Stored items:
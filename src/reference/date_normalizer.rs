//! Conversion of the reference dataset's `DD.MM.YYYY HH:MM` timestamps.

use chrono::{Duration, NaiveDate, NaiveDateTime, NaiveTime};

/// Parses a `DD.MM.YYYY HH:MM` timestamp.
///
/// Day and month may be written with a single digit (`1.3.2024 06:00`).
/// Returns `None` for anything that does not have that shape; callers skip such
/// records.
///
/// The day is only checked against `1..=31`, not against the length of the
/// month. A day past the end of the month rolls over into the next month, so
/// `31.04.2024 12:00` yields 2024-05-01T12:00.
///
/// # Examples
///
/// ```
/// use chrono::NaiveDate;
/// use weatherfetch::normalize_date;
///
/// let ts = normalize_date("21.03.2024 14:00").unwrap();
/// assert_eq!(ts, NaiveDate::from_ymd_opt(2024, 3, 21).unwrap().and_hms_opt(14, 0, 0).unwrap());
/// assert_eq!(normalize_date("not-a-date"), None);
/// ```
pub fn normalize_date(raw: &str) -> Option<NaiveDateTime> {
    let (date_part, time_part) = raw.trim().split_once(' ')?;

    let mut date_fields = date_part.split('.');
    let day = pad_two(date_fields.next()?)?;
    let month = pad_two(date_fields.next()?)?;
    let year = date_fields.next()?;
    if date_fields.next().is_some() || year.len() != 4 || !is_digits(year) {
        return None;
    }

    let (hour, minute) = time_part.trim().split_once(':')?;
    let hour = pad_two(hour)?;
    if minute.len() != 2 || !is_digits(minute) {
        return None;
    }

    let day: u32 = day.parse().ok()?;
    let month: u32 = month.parse().ok()?;
    let year: i32 = year.parse().ok()?;
    let hour: u32 = hour.parse().ok()?;
    let minute: u32 = minute.parse().ok()?;

    if !(1..=31).contains(&day) {
        return None;
    }

    let time = NaiveTime::from_hms_opt(hour, minute, 0)?;
    let first_of_month = NaiveDate::from_ymd_opt(year, month, 1)?;
    let date = first_of_month.checked_add_signed(Duration::days(i64::from(day) - 1))?;

    Some(date.and_time(time))
}

/// Left-pads a one or two digit field to two digits.
fn pad_two(field: &str) -> Option<String> {
    if field.is_empty() || field.len() > 2 || !is_digits(field) {
        return None;
    }
    Some(format!("{:0>2}", field))
}

fn is_digits(s: &str) -> bool {
    s.bytes().all(|b| b.is_ascii_digit())
}
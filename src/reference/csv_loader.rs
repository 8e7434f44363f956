//! Loader for the semicolon separated reference dataset.
//!
//! Layout of the file:
//!
//! ```text
//! Station CM39 Hemnes; exported 2024-03-22      <- metadata banner, ignored
//! Date;rr3h(mm);...                             <- column headers
//! 21.03.2024 12:00;0.4;...
//! 21.03.2024 15:00;65535;...
//! ```

use crate::reference::error::ReferenceDataError;
use crate::types::reference_record::{ReferenceRecord, DATE_COLUMN, PRECIPITATION_3H_COLUMN};
use csv::{ErrorKind, ReaderBuilder, Trim};
use log::{debug, info};
use std::path::Path;

/// Reads every data row of a reference file, preserving file order.
///
/// # Errors
///
/// * [`ReferenceDataError::Io`] if the file cannot be read.
///
/// Bytes that are not valid UTF-8 (Latin-1 station exports) are replaced with
/// U+FFFD instead of failing the whole file.
/// * [`ReferenceDataError::MissingHeader`] if the file ends before the header row.
/// * [`ReferenceDataError::Parse`] if a row's field count differs from the header's.
/// * [`ReferenceDataError::MissingColumn`] if `Date` or `rr3h(mm)` is not a header.
pub fn load_reference_records(path: &Path) -> Result<Vec<ReferenceRecord>, ReferenceDataError> {
    let bytes = std::fs::read(path).map_err(|e| ReferenceDataError::Io(path.to_path_buf(), e))?;
    let content = String::from_utf8_lossy(&bytes);
    parse_reference_csv(&content, path)
}

/// Parses reference data already held in memory. `path` is only used in errors.
pub fn parse_reference_csv(
    content: &str,
    path: &Path,
) -> Result<Vec<ReferenceRecord>, ReferenceDataError> {
    let Some((_banner, body)) = content.split_once('\n') else {
        return Err(ReferenceDataError::MissingHeader {
            path: path.to_path_buf(),
        });
    };

    let mut reader = ReaderBuilder::new()
        .delimiter(b';')
        .has_headers(true)
        .flexible(false)
        .trim(Trim::All)
        .from_reader(body.as_bytes());

    let headers: Vec<String> = reader
        .headers()
        .map_err(|e| ReferenceDataError::Csv(path.to_path_buf(), e))?
        .iter()
        .map(str::to_string)
        .collect();

    if headers.iter().all(String::is_empty) {
        return Err(ReferenceDataError::MissingHeader {
            path: path.to_path_buf(),
        });
    }
    debug!("Reference file {} columns: {:?}", path.display(), headers);

    let column_index = |column: &str| {
        headers
            .iter()
            .position(|h| h == column)
            .ok_or_else(|| ReferenceDataError::MissingColumn {
                path: path.to_path_buf(),
                column: column.to_string(),
            })
    };
    let date_idx = column_index(DATE_COLUMN)?;
    let precip_idx = column_index(PRECIPITATION_3H_COLUMN)?;

    let mut records = Vec::new();
    for result in reader.records() {
        let row = result.map_err(|e| {
            let unequal = match e.kind() {
                ErrorKind::UnequalLengths {
                    pos,
                    expected_len,
                    len,
                } => Some((
                    // +1 for the banner line stripped above
                    pos.as_ref().map_or(0, |p| p.line() + 1),
                    *expected_len as usize,
                    *len as usize,
                )),
                _ => None,
            };
            match unequal {
                Some((line, expected, found)) => ReferenceDataError::Parse {
                    path: path.to_path_buf(),
                    line,
                    expected,
                    found,
                },
                None => ReferenceDataError::Csv(path.to_path_buf(), e),
            }
        })?;

        let fields: Vec<(String, String)> = headers
            .iter()
            .cloned()
            .zip(row.iter().map(str::to_string))
            .collect();

        records.push(ReferenceRecord::new(
            row[date_idx].to_string(),
            row[precip_idx].to_string(),
            fields,
        ));
    }

    info!(
        "Loaded {} reference records from {}",
        records.len(),
        path.display()
    );
    Ok(records)
}
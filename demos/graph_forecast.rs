//! demos/graph_forecast.rs
//!
//! Plots the next days of forecast temperature and precipitation for Hemnes.
//!
//! cargo run --example graph_forecast --features examples

use chrono::{Duration, Utc};
use plotlars::{Legend, Line, Plot, Rgb, Text, TimeSeriesPlot};
use polars::prelude::*;
use std::error::Error;
use weatherfetch::{entries_to_dataframe, DateRange, WeatherFetch, HEMNES};

#[tokio::main]
async fn main() -> Result<(), Box<dyn Error>> {
    let client = WeatherFetch::builder().build()?;
    let today = Utc::now().date_naive();
    let range = DateRange::new(today, today + Duration::days(2))?;

    let entries = client.forecast_for_range(HEMNES, range, today).await?;
    let frame = entries_to_dataframe(&entries)?;

    plot_forecast(&frame);
    println!("Plot shown in browser.");
    Ok(())
}

fn plot_forecast(data: &DataFrame) {
    TimeSeriesPlot::builder()
        .data(data)
        .x("time")
        .y("temperature")
        .additional_series(vec!["precipitation"])
        .colors(vec![Rgb(235, 117, 0), Rgb(69, 157, 230)])
        .lines(vec![Line::Solid, Line::Dot])
        .plot_title(Text::from("Hemnes forecast").size(18))
        .legend(&Legend::new().x(0.05).y(0.9))
        .x_title("time (UTC)")
        .y_title("°C / mm")
        .build()
        .plot();
}
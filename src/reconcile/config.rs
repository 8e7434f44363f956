//! Tunables of a reconciliation pass.

use crate::types::lat_lon::LatLon;
use bon::Builder;
use chrono::Duration;
use std::fmt;

/// Hemnes, Norway: location of the CM39 reference station.
pub const HEMNES: LatLon = LatLon {
    lat: 66.2167,
    lon: 13.6167,
};

/// Reserved precipitation value meaning "no measurement".
pub const NO_DATA_SENTINEL: f64 = 65535.0;

/// An open temperature interval in °C; both bounds are exclusive.
#[derive(Debug, Clone, Copy, PartialEq)]
pub struct TemperatureBand {
    pub min: f64,
    pub max: f64,
}

impl TemperatureBand {
    pub const fn new(min: f64, max: f64) -> Self {
        Self { min, max }
    }

    pub fn contains(&self, temperature: f64) -> bool {
        self.min < temperature && temperature < self.max
    }
}

impl fmt::Display for TemperatureBand {
    fn fmt(&self, f: &mut fmt::Formatter<'_>) -> fmt::Result {
        write!(f, "({}, {})", self.min, self.max)
    }
}

#[derive(Debug, Clone, Copy, PartialEq, Eq, Hash)]
pub enum Season {
    /// June through September.
    Summer,
    /// December through March.
    Winter,
    /// April, May, October and November.
    Shoulder,
}

impl Season {
    /// Season for a 0-based month index (0 = January).
    pub fn from_month0(month0: u32) -> Self {
        match month0 {
            5..=8 => Season::Summer,
            0..=2 | 11.. => Season::Winter,
            _ => Season::Shoulder,
        }
    }
}

impl fmt::Display for Season {
    fn fmt(&self, f: &mut fmt::Formatter<'_>) -> fmt::Result {
        let name = match self {
            Season::Summer => "summer",
            Season::Winter => "winter",
            Season::Shoulder => "shoulder",
        };
        write!(f, "{}", name)
    }
}

/// Plausible temperature band per season for the reference location.
#[derive(Debug, Clone, Copy, PartialEq)]
pub struct SeasonalBands {
    pub summer: TemperatureBand,
    pub winter: TemperatureBand,
    pub shoulder: TemperatureBand,
}

impl SeasonalBands {
    pub fn for_season(&self, season: Season) -> TemperatureBand {
        match season {
            Season::Summer => self.summer,
            Season::Winter => self.winter,
            Season::Shoulder => self.shoulder,
        }
    }
}

impl Default for SeasonalBands {
    fn default() -> Self {
        Self {
            summer: TemperatureBand::new(-5.0, 30.0),
            winter: TemperatureBand::new(-25.0, 10.0),
            shoulder: TemperatureBand::new(-15.0, 20.0),
        }
    }
}

/// Configuration of a reconciliation pass.
///
/// Every field has a default, so `ReconcileConfig::builder().build()` yields the
/// standard check for the Hemnes reference station.
///
/// # Examples
///
/// ```
/// use chrono::Duration;
/// use weatherfetch::{LatLon, ReconcileConfig};
///
/// let config = ReconcileConfig::builder()
///     .location(LatLon::new(59.91, 10.75))
///     .precipitation_margin_mm(0.5)
///     .recent_only(false)
///     .build();
/// assert_eq!(config.match_window, Duration::minutes(5));
/// ```
#[derive(Debug, Clone, PartialEq, Builder)]
pub struct ReconcileConfig {
    /// Location the forecast is fetched for.
    #[builder(default = HEMNES)]
    pub location: LatLon,

    /// Maximum distance between a reference timestamp and a forecast timestamp.
    #[builder(default = Duration::minutes(5))]
    pub match_window: Duration,

    /// Largest accepted absolute difference between derived and reference precipitation.
    #[builder(default = 1.0)]
    pub precipitation_margin_mm: f64,

    #[builder(default = NO_DATA_SENTINEL)]
    pub no_data_sentinel: f64,

    /// Only compare reference records that fall inside `recent_window` before "now".
    #[builder(default = true)]
    pub recent_only: bool,

    #[builder(default = Duration::hours(24))]
    pub recent_window: Duration,

    #[builder(default)]
    pub temperature_bands: SeasonalBands,
}

impl Default for ReconcileConfig {
    fn default() -> Self {
        Self::builder().build()
    }
}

What you will do: Output the lines above between the one holding "graph_forecast --features examples" and the one holding "Tunables of a reconciliation pass.", inclusive, with nothing before or after them.

Answer:
//! cargo run --example graph_forecast --features examples

use chrono::{Duration, Utc};
use plotlars::{Legend, Line, Plot, Rgb, Text, TimeSeriesPlot};
use polars::prelude::*;
use std::error::Error;
use weatherfetch::{entries_to_dataframe, DateRange, WeatherFetch, HEMNES};

#[tokio::main]
async fn main() -> Result<(), Box<dyn Error>> {
    let client = WeatherFetch::builder().build()?;
    let today = Utc::now().date_naive();
    let range = DateRange::new(today, today + Duration::days(2))?;

    let entries = client.forecast_for_range(HEMNES, range, today).await?;
    let frame = entries_to_dataframe(&entries)?;

    plot_forecast(&frame);
    println!("Plot shown in browser.");
    Ok(())
}

fn plot_forecast(data: &DataFrame) {
    TimeSeriesPlot::builder()
        .data(data)
        .x("time")
        .y("temperature")
        .additional_series(vec!["precipitation"])
        .colors(vec![Rgb(235, 117, 0), Rgb(69, 157, 230)])
        .lines(vec![Line::Solid, Line::Dot])
        .plot_title(Text::from("Hemnes forecast").size(18))
        .legend(&Legend::new().x(0.05).y(0.9))
        .x_title("time (UTC)")
        .y_title("°C / mm")
        .build()
        .plot();
}
filename src/reconcile/config.rs
repository 8e7434f44363f956
//! Tunables of a reconciliation pass.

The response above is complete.